The Glass Castle_ A Memoir - Jeannette Walls [29]
We couldn’t afford pet food, so the animals had to eat our leftovers, and there usually wasn’t much. “If they don’t like it, they can leave,” said Mom. “Just because they live here doesn’t mean I’m going to wait on them hand and foot.” Mom told us that we were actually doing the animals a favor by not allowing them to become dependent on us. That way, if we ever had to leave, they’d be able to get by on their own. Mom liked to encourage self-sufficiency in all living creatures.

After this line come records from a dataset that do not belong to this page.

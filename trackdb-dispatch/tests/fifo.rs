mod common;

use std::sync::Arc;
use std::thread;

use common::{probe_engine, Probe};
use trackdb_dispatch::DispatchConfig;

#[test]
fn mixed_sync_and_async_run_in_submission_order() {
    let (mut engine, log) = probe_engine(DispatchConfig::default());
    let dispatcher = engine.dispatcher().clone();

    for tag in 0..50u32 {
        if tag % 5 == 4 {
            let echoed = dispatcher
                .submit_sync("fifo-sync", move |probe: &Probe| {
                    probe.record(tag);
                    tag
                })
                .unwrap();
            assert_eq!(echoed, tag);
        } else {
            dispatcher
                .call_async("fifo-async", move |probe: &Probe| probe.record(tag))
                .unwrap();
        }
    }

    engine.shutdown();
    assert_eq!(log.entries(), (0..50).collect::<Vec<_>>());
}

#[test]
fn each_producer_keeps_its_own_order() {
    let (mut engine, log) = probe_engine(DispatchConfig::default().queue_capacity(4));
    let dispatcher = Arc::new(engine.dispatcher().clone());

    let producers: Vec<_> = (0..4u32)
        .map(|producer| {
            let dispatcher = Arc::clone(&dispatcher);
            thread::spawn(move || {
                for i in 0..25u32 {
                    let tag = producer * 1000 + i;
                    if i % 7 == 0 {
                        dispatcher
                            .submit_sync("producer-sync", move |probe: &Probe| probe.record(tag))
                            .unwrap();
                    } else {
                        dispatcher
                            .call_async("producer-async", move |probe: &Probe| probe.record(tag))
                            .unwrap();
                    }
                }
            })
        })
        .collect();
    for producer in producers {
        producer.join().unwrap();
    }

    engine.shutdown();
    let entries = log.entries();
    assert_eq!(entries.len(), 100);
    for producer in 0..4u32 {
        let own: Vec<u32> = entries
            .iter()
            .copied()
            .filter(|tag| tag / 1000 == producer)
            .collect();
        let expected: Vec<u32> = (0..25).map(|i| producer * 1000 + i).collect();
        assert_eq!(own, expected, "producer {} out of order", producer);
    }
}
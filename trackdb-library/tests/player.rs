mod common;

use std::sync::{Arc, Mutex};
use std::thread;
use std::time::Duration;

use common::{memory_library, wait_for_feedback, TIMEOUT};
use trackdb_library::LibraryFeedback;

#[test]
fn loaded_track_reaches_the_player_on_the_main_thread() {
    let (mut library, mailbox) = memory_library();
    let loads = Arc::new(Mutex::new(Vec::new()));
    {
        let loads = Arc::clone(&loads);
        library.set_player(move |track, group| {
            loads
                .lock()
                .unwrap()
                .push((track.location.clone(), group.to_string(), thread::current().id()));
        });
    }

    library
        .load_location_to_player("/music/a.flac", "[Channel1]")
        .unwrap();

    let main = thread::current().id();
    let deadline = std::time::Instant::now() + TIMEOUT;
    while loads.lock().unwrap().is_empty() && std::time::Instant::now() < deadline {
        mailbox.pump_for(Duration::from_millis(10));
    }

    let loads = loads.lock().unwrap();
    assert_eq!(
        *loads,
        vec![("/music/a.flac".to_string(), "[Channel1]".to_string(), main)]
    );
}

#[test]
fn without_a_player_the_load_becomes_feedback() {
    let (library, _mailbox) = memory_library();
    library
        .load_location_to_player("/music/b.flac", "[Channel2]")
        .unwrap();

    match wait_for_feedback(&library, |f| matches!(f, LibraryFeedback::LoadTrack { .. })) {
        Some(LibraryFeedback::LoadTrack { track, group }) => {
            assert_eq!(track.location, "/music/b.flac");
            assert_eq!(track.filename, "b.flac");
            assert_eq!(group, "[Channel2]");
        }
        other => panic!("expected LoadTrack, got {:?}", other),
    }
}
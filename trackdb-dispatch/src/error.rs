//! Engine-level errors.
//!
//! These are returned synchronously to whoever submitted work. Failures
//! inside a task body are not represented here: a task reports those
//! through its own output value.

use std::fmt;

use thiserror::Error;

/// Result of a submission through the [`Dispatcher`](crate::Dispatcher).
pub type DispatchResult<T = ()> = Result<T, DispatchError>;

/// Errors from the forward (caller -> worker) direction.
#[derive(Debug, Clone, PartialEq, Eq, Error)]
pub enum DispatchError {
    /// The task queue was closed by shutdown before the task could run.
    #[error("task queue is closed: engine is shutting down")]
    QueueRejected,

    /// The task body panicked on the worker thread. The worker survives.
    #[error("task `{label}` panicked on the worker thread")]
    TaskPanicked { label: &'static str },

    /// The protected resource could not be opened on the worker thread.
    #[error("could not open protected resource: {0}")]
    ResourceOpen(String),

    /// The worker thread could not be spawned.
    #[error("could not spawn worker thread: {0}")]
    Spawn(String),

    /// The main thread called `submit_sync` while a worker waits on it in
    /// a mailbox post. Only produced under [`ReentrancyPolicy::Reject`](crate::ReentrancyPolicy::Reject).
    #[error("`{label}` would deadlock: a worker is waiting on the main thread")]
    DeadlockHazard { label: &'static str },
}

/// Errors from the reverse (worker -> main thread) direction.
#[derive(Debug, Clone, PartialEq, Eq, Error)]
pub enum MailboxError {
    /// The mailbox was closed at shutdown.
    #[error("main-thread mailbox is closed")]
    MailboxRejected,

    /// The callback panicked on the main thread.
    #[error("main-thread callback `{label}` panicked")]
    CallbackPanicked { label: &'static str },

    /// A worker posted while the main thread is blocked in `submit_sync`,
    /// so waiting on it would never return. Only produced under [`ReentrancyPolicy::Reject`](crate::ReentrancyPolicy::Reject).
    #[error("`{label}` would deadlock: the main thread is blocked in submit_sync")]
    DeadlockHazard { label: &'static str },
}

/// Error from [`BoundedTaskQueue::enqueue`](crate::BoundedTaskQueue::enqueue).
///
/// Hands the rejected item back to the producer.
#[derive(Error)]
pub enum QueueError<T> {
    #[error("queue is closed")]
    Closed(T),
}

impl<T> QueueError<T> {
    pub fn into_inner(self) -> T {
        match self {
            QueueError::Closed(item) => item,
        }
    }
}

impl<T> fmt::Debug for QueueError<T> {
    fn fmt(&self, f: &mut fmt::Formatter<'_>) -> fmt::Result {
        match self {
            QueueError::Closed(_) => f.write_str("Closed(..)"),
        }
    }
}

Mom also believed in letting nature take its course. She refused to kill the flies that always filled the house; she said they were nature’s food for the birds and lizards. And the birds and lizards were food for the cats. “Kill the flies and you starve the cats,” she said. Letting the flies live, in her view, was the same as buying cat food, only cheaper.
One day I was visiting my friend Carla when I noticed that her house didn’t have any flies. I asked her mother why.
She pointed toward a shiny gold contraption dangling from the ceiling, which she proudly identified as a Shell No-Pest Strip. She said it could be bought at the filling station and that her family had one in every room. The No-Pest Strips, she explained, released a poison that killed all the flies.
“What do your lizards eat?” I asked.
“We don’t have any lizards, either,” she said.
I went home and told Mom we needed to get a No-Pest Strip like Carla’s family, but she refused. “If it kills the flies,” she said, “it can’t be very good for us.”
Dad bought a souped-up old Ford Fairlane that winter, and one weekend when the weather got cold, he announced that we were going swimming at the Hot Pot. The Hot Pot was a natural sulfur spring in the desert north of town, surrounded by craggy rocks and quicksand. The water was warm to the touch and smelled like rotten eggs. It was so full of minerals that rough, chalky encrustations had built up along the edges, like a coral reef. Dad was always saying we should buy the Hot Pot and develop it as a spa.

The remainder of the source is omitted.